[Dataset entries]
══════════

//! Noop メール送信実装
//!
//! メールを実際に送信せず、ログ出力のみ行う。

use async_trait::async_trait;
use pgmanager_domain::notification::{EmailMessage, NotificationError};

use super::EmailSender;

/// Noop メール送信（ログ出力のみ）
#[derive(Debug, Clone)]
pub struct NoopEmailSender;

#[async_trait]
impl EmailSender for NoopEmailSender {
    async fn send_email(&self, email: &EmailMessage) -> Result<String, NotificationError> {
        tracing::info!(
            to = %email.to,
            subject = %email.subject,
            "Noop: メール送信をスキップ"
        );
        Ok("noop".to_string())
    }
}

══════════

◆ What you will do ◆
Could you copy out every record above exactly as it appears?

◆ Output of the exercise ◆
//! Noop メール送信実装
//!
//! メールを実際に送信せず、ログ出力のみ行う。

use async_trait::async_trait;
use pgmanager_domain::notification::{EmailMessage, NotificationError};

use super::EmailSender;

/// Noop メール送信（ログ出力のみ）
#[derive(Debug, Clone)]
pub struct NoopEmailSender;

#[async_trait]
impl EmailSender for NoopEmailSender {
    async fn send_email(&self, email: &EmailMessage) -> Result<String, NotificationError> {
        tracing::info!(
            to = %email.to,
            subject = %email.subject,
            "Noop: メール送信をスキップ"
        );
        Ok("noop".to_string())
    }
}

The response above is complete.